I was in a Barnes and Noble tonight and dipped into a book by Rebecca St. James—Sister freaks: Stories of Women who gave up everything for God (New York: Warner Faith, 2005). I didn’t get beyond the first page, where I read this quote from Watchman Nee: “Everywhere Jesus went, there was revolution. Everywhere I go, they serve tea” (p.xi). She didn’t footnote it, so I am not sure where she got this from. But two thoughts immediately came to mind. First, what a way to express the difference between us and our Lord: even as committed a disciple as Watchman Nee (though I would dissent from some of his views about discipleship) knew well the difference. The presence of Jesus was true revolution, beside which the French and Russian Revolutions, American and Industrial Revolutions, and all of the political hype of the last few weeks, pale into insignificance. Second, I thought of a remark I read this week in the Miscellaneous Works of Rev. Charles Buck (New Haven: Whitmore and Minor, 1833), which I found in the library of Knox Theological Seminary, Fort Lauderdale. I had never heard of Buck (1771-1815), who was a Congregationalist minister and who once served as the amanuensis of John Ryland, Sr (p.16-17). When I read about Buck’s connection with Ryland I was hooked and went through the entire book. Among other things, Buck published two collections of anecdotes. One of these books contained the following story—and tea is the link with the Watchman Nee quote.
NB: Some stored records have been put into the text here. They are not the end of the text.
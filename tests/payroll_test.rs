mod common;

use common::{at, hire, setup};
use hrm_sync::model::{Employee, PayrollStatus};
use hrm_sync::repository::PayrollInput;
use hrm_sync::{AppContext, RepoError};

fn march(base_salary: f64, bonuses: f64) -> PayrollInput {
    PayrollInput {
        month: 3,
        year: 2024,
        base_salary,
        bonuses,
    }
}

/// Three days in March 2024: one with two hours overtime, one late.
async fn work_march(ctx: &AppContext, emp: &Employee) {
    for (day, (in_h, in_m), (out_h, out_m)) in [
        (4, (9, 0), (19, 0)),
        (5, (9, 30), (17, 30)),
        (6, (9, 0), (17, 0)),
    ] {
        ctx.attendance
            .check_in(emp, "HQ", at(2024, 3, day, in_h, in_m))
            .await
            .unwrap();
        ctx.attendance
            .check_out(&emp.id, "HQ", at(2024, 3, day, out_h, out_m))
            .await
            .unwrap();
    }
}

#[tokio::test]
async fn generated_payroll_follows_attendance() {
    let f = setup();
    let emp = hire(&f.ctx, "EMP-001", "u1").await;
    work_march(&f.ctx, &emp).await;

    let attendance = f
        .ctx
        .reports
        .attendance_month_summary(&emp.id, 3, 2024)
        .await
        .unwrap();
    assert_eq!(attendance.present_days, 3);
    assert_eq!(attendance.late_days, 1);
    assert_eq!(attendance.overtime_hours, 2.0);

    // 21 working days, so 1000 a day
    let record = f
        .ctx
        .payroll
        .generate(&emp, march(21_000.0, 500.0), &attendance)
        .await
        .unwrap();
    assert_eq!(record.working_days, 21);
    assert_eq!(record.gross_salary, 3000.0);
    assert_eq!(record.overtime_pay, 375.0);
    assert_eq!(record.deductions, 250.0);
    assert_eq!(record.net_salary, 3625.0);
    assert_eq!(record.status, PayrollStatus::Pending);

    let stored = f.ctx.payroll.records().require(&record.id).await.unwrap();
    assert_eq!(stored.net_salary, 3625.0);
}

#[tokio::test]
async fn one_record_per_employee_and_month() {
    let f = setup();
    let emp = hire(&f.ctx, "EMP-001", "u1").await;
    let none = Default::default();
    f.ctx
        .payroll
        .generate(&emp, march(21_000.0, 0.0), &none)
        .await
        .unwrap();

    let err = f
        .ctx
        .payroll
        .generate(&emp, march(30_000.0, 0.0), &none)
        .await
        .unwrap_err();
    assert!(matches!(err, RepoError::AlreadyExists { .. }));
}

#[tokio::test]
async fn invalid_period_or_salary_is_rejected() {
    let f = setup();
    let emp = hire(&f.ctx, "EMP-001", "u1").await;
    let none = Default::default();

    let mut bad_month = march(1000.0, 0.0);
    bad_month.month = 13;
    let err = f.ctx.payroll.generate(&emp, bad_month, &none).await.unwrap_err();
    assert!(matches!(err, RepoError::Validation(_)));

    let err = f
        .ctx
        .payroll
        .generate(&emp, march(-1.0, 0.0), &none)
        .await
        .unwrap_err();
    assert!(matches!(err, RepoError::Validation(_)));
}

#[tokio::test]
async fn adjust_rederives_net_until_paid() {
    let f = setup();
    let emp = hire(&f.ctx, "EMP-001", "u1").await;
    work_march(&f.ctx, &emp).await;
    let attendance = f
        .ctx
        .reports
        .attendance_month_summary(&emp.id, 3, 2024)
        .await
        .unwrap();
    let record = f
        .ctx
        .payroll
        .generate(&emp, march(21_000.0, 0.0), &attendance)
        .await
        .unwrap();

    let adjusted = f
        .ctx
        .payroll
        .adjust(&record.id, Some(1000.0), None)
        .await
        .unwrap();
    assert_eq!(adjusted.bonuses, 1000.0);
    assert_eq!(adjusted.net_salary, 3000.0 + 375.0 + 1000.0 - 250.0);

    let err = f.ctx.payroll.adjust(&record.id, None, None).await.unwrap_err();
    assert!(matches!(err, RepoError::Validation(_)));

    let paid = f.ctx.payroll.mark_paid(&record.id).await.unwrap();
    assert_eq!(paid.status, PayrollStatus::Paid);
    assert!(paid.paid_at.is_some());

    let err = f
        .ctx
        .payroll
        .adjust(&record.id, None, Some(0.0))
        .await
        .unwrap_err();
    assert!(matches!(err, RepoError::InvalidState(_)));
    let err = f.ctx.payroll.mark_paid(&record.id).await.unwrap_err();
    assert!(matches!(err, RepoError::InvalidState(_)));

    let stored = f.ctx.payroll.records().require(&record.id).await.unwrap();
    assert_eq!(stored.net_salary, adjusted.net_salary);
}

#[tokio::test]
async fn monthly_summary_totals_records() {
    let f = setup();
    let a = hire(&f.ctx, "EMP-001", "ua").await;
    let b = hire(&f.ctx, "EMP-002", "ub").await;
    work_march(&f.ctx, &a).await;
    let summary_a = f
        .ctx
        .reports
        .attendance_month_summary(&a.id, 3, 2024)
        .await
        .unwrap();
    let paid = f
        .ctx
        .payroll
        .generate(&a, march(21_000.0, 500.0), &summary_a)
        .await
        .unwrap();
    f.ctx.payroll.mark_paid(&paid.id).await.unwrap();
    f.ctx
        .payroll
        .generate(&b, march(42_000.0, 0.0), &Default::default())
        .await
        .unwrap();

    let summary = f.ctx.reports.payroll_summary(3, 2024).await.unwrap();
    assert_eq!(summary.record_count, 2);
    assert_eq!(summary.employee_count, 2);
    assert_eq!(summary.paid_count, 1);
    assert_eq!(summary.pending_count, 1);
    assert_eq!(summary.total_net_pay, 3625.0);
    assert_eq!(summary.total_bonuses, 500.0);

    let empty = f.ctx.reports.payroll_summary(4, 2024).await.unwrap();
    assert_eq!(empty.record_count, 0);
    assert_eq!(empty.total_net_pay, 0.0);
}
use std::env;
use std::str::FromStr;

use anyhow::{Context, Result, anyhow};
use chrono::NaiveTime;
use dotenvy::dotenv;

use crate::store::MAX_BATCH_OPERATIONS;

/// Ten years; longer warning windows are configuration mistakes.
const MAX_WARNING_DAYS: i64 = 3650;

/// Business rules shared by repositories, the coordinator and reports.
#[derive(Clone, Debug, PartialEq)]
pub struct Policy {
    /// Max write operations per committed batch (≤ the store's ceiling).
    pub batch_ceiling: usize,
    /// Check-ins strictly after this time of day are late.
    pub late_after: NaiveTime,
    pub standard_hours_per_day: f64,
    pub overtime_multiplier: f64,
    /// Fraction of one day's pay deducted per late day.
    pub late_deduction_ratio: f64,
    pub document_expiry_warning_days: i64,
}

impl Default for Policy {
    fn default() -> Self {
        Self {
            batch_ceiling: MAX_BATCH_OPERATIONS,
            late_after: NaiveTime::from_hms_opt(9, 15, 0).unwrap_or(NaiveTime::MIN),
            standard_hours_per_day: 8.0,
            overtime_multiplier: 1.5,
            late_deduction_ratio: 0.25,
            document_expiry_warning_days: 30,
        }
    }
}

#[derive(Clone, Debug)]
pub struct Config {
    pub server_addr: String,
    pub jwt_secret: String,
    pub api_prefix: String,
    pub log_dir: String,

    // Rate limiting
    pub rate_protected_per_min: u32,

    pub policy: Policy,
}

impl Config {
    pub fn from_env() -> Result<Self> {
        dotenv().ok();

        let defaults = Policy::default();
        let late_after = match env::var("LATE_AFTER") {
            Ok(raw) => NaiveTime::parse_from_str(raw.trim(), "%H:%M")
                .with_context(|| format!("LATE_AFTER must be HH:MM, got {raw:?}"))?,
            Err(_) => defaults.late_after,
        };

        let policy = Policy {
            batch_ceiling: parse_or("BATCH_CEILING", defaults.batch_ceiling)?
                .clamp(1, MAX_BATCH_OPERATIONS),
            late_after,
            standard_hours_per_day: positive(parse_or(
                "STANDARD_HOURS_PER_DAY",
                defaults.standard_hours_per_day,
            )?)?,
            overtime_multiplier: parse_or("OVERTIME_MULTIPLIER", defaults.overtime_multiplier)?,
            late_deduction_ratio: parse_or("LATE_DEDUCTION_RATIO", defaults.late_deduction_ratio)?,
            document_expiry_warning_days: warning_days(parse_or(
                "DOCUMENT_EXPIRY_WARNING_DAYS",
                defaults.document_expiry_warning_days,
            )?)?,
        };

        Ok(Self {
            server_addr: required("SERVER_ADDR")?,
            jwt_secret: required("JWT_SECRET")?,
            api_prefix: env::var("API_PREFIX").unwrap_or_else(|_| "/api".to_string()),
            log_dir: env::var("LOG_DIR").unwrap_or_else(|_| "logs".to_string()),
            rate_protected_per_min: parse_or("RATE_PROTECTED_PER_MIN", 1000)?,
            policy,
        })
    }
}

fn required(key: &str) -> Result<String> {
    env::var(key).with_context(|| format!("{key} must be set"))
}

fn parse_or<T>(key: &str, default: T) -> Result<T>
where
    T: FromStr,
    T::Err: std::fmt::Display,
{
    match env::var(key) {
        Ok(raw) => raw
            .trim()
            .parse()
            .map_err(|e| anyhow!("{key} has an invalid value {raw:?}: {e}")),
        Err(_) => Ok(default),
    }
}

fn positive(value: f64) -> Result<f64> {
    if value > 0.0 {
        Ok(value)
    } else {
        Err(anyhow!("STANDARD_HOURS_PER_DAY must be positive, got {value}"))
    }
}

fn warning_days(value: i64) -> Result<i64> {
    if (0..=MAX_WARNING_DAYS).contains(&value) {
        Ok(value)
    } else {
        Err(anyhow!(
            "DOCUMENT_EXPIRY_WARNING_DAYS must be between 0 and {MAX_WARNING_DAYS}, got {value}"
        ))
    }
}
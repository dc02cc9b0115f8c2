use actix_web::{HttpResponse, web};
use hrm_sync::{AppContext, RepoError};
use hrm_sync::model::PayrollRecord;
use hrm_sync::repository::PayrollInput;
use serde::{Deserialize, Serialize};
use utoipa::{IntoParams, ToSchema};

use super::ApiResult;
use crate::auth::auth::AuthUser;

#[derive(Deserialize, ToSchema)]
pub struct CreatePayroll {
    #[schema(example = "k3J9x0pQ")]
    pub employee_id: String,

    #[schema(example = 3)]
    pub month: u32,

    #[schema(example = 2026)]
    pub year: i32,

    #[schema(example = 50000.0)]
    pub base_salary: f64,

    #[schema(example = 5000.0)]
    pub bonuses: Option<f64>,
}

#[derive(Deserialize, ToSchema)]
pub struct UpdatePayroll {
    #[schema(example = 6000.0)]
    pub bonuses: Option<f64>,

    #[schema(example = 2500.0)]
    pub deductions: Option<f64>,
}

#[derive(Deserialize, IntoParams, ToSchema)]
pub struct PayrollQuery {
    #[schema(example = 3)]
    pub month: Option<u32>,

    #[schema(example = 2026)]
    pub year: Option<i32>,

    /// Admins only; everyone else sees their own records
    #[schema(example = "k3J9x0pQ")]
    pub employee_id: Option<String>,
}

#[derive(Deserialize, IntoParams)]
pub struct PeriodQuery {
    pub month: u32,
    pub year: i32,
}

#[derive(Serialize, ToSchema)]
pub struct PayrollListResponse {
    #[schema(value_type = Vec<Object>)]
    pub data: Vec<PayrollRecord>,
    pub total: usize,
}

#[utoipa::path(
    post,
    path = "/api/payroll",
    request_body = CreatePayroll,
    responses(
        (status = 201, description = "Payroll generated from the month's attendance", body = Object),
        (status = 400, description = "Invalid period or salary"),
        (status = 409, description = "Payroll already generated for this period"),
        (status = 401),
        (status = 403)
    ),
    security(("bearer_auth" = [])),
    tag = "Payroll"
)]
pub async fn create_payroll(
    auth: AuthUser,
    ctx: web::Data<AppContext>,
    payload: web::Json<CreatePayroll>,
) -> ApiResult {
    auth.require_admin()?;
    let payload = payload.into_inner();

    let employee = ctx.employees.get(&payload.employee_id).await?;
    let attendance = ctx
        .reports
        .attendance_month_summary(&employee.id, payload.month, payload.year)
        .await?;
    let record = ctx
        .payroll
        .generate(
            &employee,
            PayrollInput {
                month: payload.month,
                year: payload.year,
                base_salary: payload.base_salary,
                bonuses: payload.bonuses.unwrap_or(0.0),
            },
            &attendance,
        )
        .await?;

    Ok(HttpResponse::Created().json(record))
}

#[utoipa::path(
    put,
    path = "/api/payroll/{payroll_id}",
    request_body = UpdatePayroll,
    params(
        ("payroll_id", description = "Payroll ID")
    ),
    responses(
        (status = 200, description = "Payroll adjusted", body = Object),
        (status = 400, description = "Payroll already paid"),
        (status = 404, description = "Payroll not found")
    ),
    security(("bearer_auth" = [])),
    tag = "Payroll"
)]
pub async fn update_payroll(
    auth: AuthUser,
    ctx: web::Data<AppContext>,
    path: web::Path<String>,
    payload: web::Json<UpdatePayroll>,
) -> ApiResult {
    auth.require_admin()?;
    let record = ctx
        .payroll
        .adjust(&path, payload.bonuses, payload.deductions)
        .await?;
    Ok(HttpResponse::Ok().json(record))
}

#[utoipa::path(
    put,
    path = "/api/payroll/{payroll_id}/paid",
    params(
        ("payroll_id", description = "Payroll ID")
    ),
    responses(
        (status = 200, description = "Payroll marked paid", body = Object),
        (status = 400, description = "Payroll already paid"),
        (status = 404, description = "Payroll not found")
    ),
    security(("bearer_auth" = [])),
    tag = "Payroll"
)]
pub async fn mark_paid(
    auth: AuthUser,
    ctx: web::Data<AppContext>,
    path: web::Path<String>,
) -> ApiResult {
    auth.require_admin()?;
    let record = ctx.payroll.mark_paid(&path).await?;
    Ok(HttpResponse::Ok().json(record))
}

#[utoipa::path(
    get,
    path = "/api/payroll/{payroll_id}",
    params(
        ("payroll_id", description = "Payroll ID")
    ),
    responses(
        (status = 200, body = Object),
        (status = 404)
    ),
    security(("bearer_auth" = [])),
    tag = "Payroll"
)]
pub async fn get_payroll(
    auth: AuthUser,
    ctx: web::Data<AppContext>,
    path: web::Path<String>,
) -> ApiResult {
    let record = ctx.payroll.records().require(&path).await?;
    auth.require_self_or_admin(&record.employee_id)?;
    Ok(HttpResponse::Ok().json(record))
}

#[utoipa::path(
    get,
    path = "/api/payroll",
    params(PayrollQuery),
    responses(
        (status = 200, body = PayrollListResponse)
    ),
    security(("bearer_auth" = [])),
    tag = "Payroll"
)]
pub async fn list_payrolls(
    auth: AuthUser,
    ctx: web::Data<AppContext>,
    query: web::Query<PayrollQuery>,
) -> ApiResult {
    let records = if auth.role.is_admin() {
        match (&query.employee_id, query.month, query.year) {
            (Some(employee_id), _, _) => ctx.payroll.for_employee(employee_id).await?,
            (None, Some(month), Some(year)) => ctx.payroll.for_period(month, year).await?,
            _ => {
                return Err(RepoError::Validation(
                    "either employee_id or month and year are required".into(),
                )
                .into());
            }
        }
    } else {
        let mut own = ctx.payroll.for_employee(auth.employee()?).await?;
        if let (Some(month), Some(year)) = (query.month, query.year) {
            own.retain(|r| r.month == month && r.year == year);
        }
        own
    };

    Ok(HttpResponse::Ok().json(PayrollListResponse {
        total: records.len(),
        data: records,
    }))
}

/// Totals for one month
#[utoipa::path(
    get,
    path = "/api/payroll/summary",
    params(PeriodQuery),
    responses(
        (status = 200, description = "Payroll totals for the period", body = Object)
    ),
    security(("bearer_auth" = [])),
    tag = "Payroll"
)]
pub async fn payroll_summary(
    auth: AuthUser,
    ctx: web::Data<AppContext>,
    query: web::Query<PeriodQuery>,
) -> ApiResult {
    auth.require_admin()?;
    let summary = ctx.reports.payroll_summary(query.month, query.year).await?;
    Ok(HttpResponse::Ok().json(summary))
}
use std::sync::Arc;

use tracing::info;

use super::Repository;
use crate::error::RepoResult;
use crate::model::{Entity, PerformanceReview};
use crate::store::{Direction, DocumentStore, Query};
use crate::subscription::{LiveQuery, SubscriptionManager};

#[derive(Clone)]
pub struct PerformanceRepository {
    records: Repository<PerformanceReview>,
}

impl PerformanceRepository {
    pub fn new(store: Arc<dyn DocumentStore>, live: SubscriptionManager) -> Self {
        Self {
            records: Repository::new(store, live),
        }
    }

    pub fn records(&self) -> &Repository<PerformanceReview> {
        &self.records
    }

    pub async fn add_review(&self, mut review: PerformanceReview) -> RepoResult<PerformanceReview> {
        let id = self.records.create(&review).await?;
        review.set_id(id);
        info!(
            id = %review.id,
            employee = %review.employee_id,
            rating = review.rating,
            "Performance review added"
        );
        Ok(review)
    }

    pub async fn for_employee(&self, employee_id: &str) -> RepoResult<Vec<PerformanceReview>> {
        self.records.query(&self.employee_query(employee_id)).await
    }

    pub async fn for_period(&self, period: &str) -> RepoResult<Vec<PerformanceReview>> {
        self.records
            .query(
                &self
                    .records
                    .query_all()
                    .eq("reviewPeriod", period)
                    .order_by("rating", Direction::Descending),
            )
            .await
    }

    pub fn subscribe_for_employee(
        &self,
        employee_id: &str,
    ) -> RepoResult<LiveQuery<PerformanceReview>> {
        self.records.subscribe(self.employee_query(employee_id))
    }

    fn employee_query(&self, employee_id: &str) -> Query {
        self.records
            .query_all()
            .eq("employeeId", employee_id)
            .order_by("reviewDate", Direction::Descending)
    }
}
use std::sync::Arc;

use chrono::{DateTime, Utc};
use tracing::{info, warn};
use uuid::Uuid;

use super::{Repository, store_failure};
use crate::error::{RepoError, RepoResult, StoreError};
use crate::model::{
    DocumentType, EmployeeDocument, Entity, ExpiryStatus, instant_value, warning_end,
};
use crate::store::{BlobStore, Direction, DocumentStore, Query};
use crate::subscription::{LiveQuery, SubscriptionManager};

/// A file to attach to an employee.
#[derive(Debug, Clone)]
pub struct Upload {
    pub employee_id: String,
    pub document_type: DocumentType,
    pub document_name: String,
    pub bytes: Vec<u8>,
    pub expiry_date: Option<DateTime<Utc>>,
}

/// Employee documents: metadata in the document store, bytes in the blob
/// store.
#[derive(Clone)]
pub struct DocumentRepository {
    records: Repository<EmployeeDocument>,
    blobs: Arc<dyn BlobStore>,
    warning_days: i64,
}

impl DocumentRepository {
    pub fn new(
        store: Arc<dyn DocumentStore>,
        live: SubscriptionManager,
        blobs: Arc<dyn BlobStore>,
        warning_days: i64,
    ) -> Self {
        Self {
            records: Repository::new(store, live),
            blobs,
            warning_days,
        }
    }

    pub fn records(&self) -> &Repository<EmployeeDocument> {
        &self.records
    }

    /// Stores the bytes, then the record. If the record cannot be written
    /// the blob is removed again.
    pub async fn upload(&self, upload: Upload) -> RepoResult<EmployeeDocument> {
        let mut document = EmployeeDocument {
            id: String::new(),
            employee_id: upload.employee_id,
            document_type: upload.document_type,
            document_name: upload.document_name,
            document_uri: String::new(),
            uploaded_at: Utc::now(),
            expiry_date: upload.expiry_date,
        };
        document.validate()?;

        let path = format!(
            "documents/{}/{}_{}",
            document.employee_id,
            Uuid::new_v4(),
            document.document_name
        );
        document.document_uri = self
            .blobs
            .put_file(&path, upload.bytes)
            .await
            .map_err(|e| store_failure(EmployeeDocument::NAME, "put_file", e))?;

        match self.records.create(&document).await {
            Ok(id) => {
                document.set_id(id);
                info!(
                    id = %document.id,
                    employee = %document.employee_id,
                    kind = %document.document_type,
                    "Document uploaded"
                );
                Ok(document)
            }
            Err(err) => {
                if let Err(cleanup) = self.blobs.delete_by_url(&document.document_uri).await {
                    warn!(
                        uri = %document.document_uri,
                        error = %cleanup,
                        "Orphaned blob left behind"
                    );
                }
                Err(err)
            }
        }
    }

    pub async fn for_employee(&self, employee_id: &str) -> RepoResult<Vec<EmployeeDocument>> {
        self.records.query(&self.employee_query(employee_id)).await
    }

    pub fn subscribe_for_employee(
        &self,
        employee_id: &str,
    ) -> RepoResult<LiveQuery<EmployeeDocument>> {
        self.records.subscribe(self.employee_query(employee_id))
    }

    pub async fn download_url(&self, id: &str) -> RepoResult<String> {
        let document = self.records.require(id).await?;
        self.blobs
            .download_url(&document.document_uri)
            .await
            .map_err(|e| store_failure(EmployeeDocument::NAME, "download_url", e))
    }

    /// Deletes the blob, then the record. A blob that is already gone does
    /// not block removal of the record.
    pub async fn remove(&self, id: &str) -> RepoResult<()> {
        let document = self.records.require(id).await?;
        match self.blobs.delete_by_url(&document.document_uri).await {
            Ok(()) | Err(StoreError::NotFound { .. }) => {}
            Err(err) => return Err(store_failure(EmployeeDocument::NAME, "delete_by_url", err)),
        }
        self.records.delete(id).await?;
        info!(id, "Document removed");
        Ok(())
    }

    /// Documents that have not expired yet but will within `days`, soonest
    /// first. A negative or unrepresentable window is a `Validation` error.
    pub async fn expiring_within(
        &self,
        days: i64,
        now: DateTime<Utc>,
    ) -> RepoResult<Vec<EmployeeDocument>> {
        let end = warning_end(now, days)
            .filter(|_| days >= 0)
            .ok_or_else(|| {
                RepoError::Validation(format!("expiry window of {days} days is out of range"))
            })?;
        let query = self
            .records
            .query_all()
            .gte("expiryDate", instant_value(now))
            .lte("expiryDate", instant_value(end))
            .order_by("expiryDate", Direction::Ascending);
        self.records.query(&query).await
    }

    /// Expiry status with the configured warning window.
    pub fn status_of(&self, document: &EmployeeDocument, now: DateTime<Utc>) -> ExpiryStatus {
        document.expiry_status(now, self.warning_days)
    }

    fn employee_query(&self, employee_id: &str) -> Query {
        self.records
            .query_all()
            .eq("employeeId", employee_id)
            .order_by("uploadedAt", Direction::Descending)
    }
}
According to the London Anglican evangelical William Romaine (1714-1795), the “glory of God is very seldom promoted at the tea-table” (p.486). Watchman Nee would definitely have agreed! But not so, Romaine averred, when one drank tea with fellow-Anglican James Hervey (1714-1758), who was also a close friend of both John Wesley and John Ryland. “Drinking tea with him,” Romaine observed, “was like being at an ordinance; for it was sanctified by the word of God and prayer” (p.486).
So drinking tea could be revolutionary!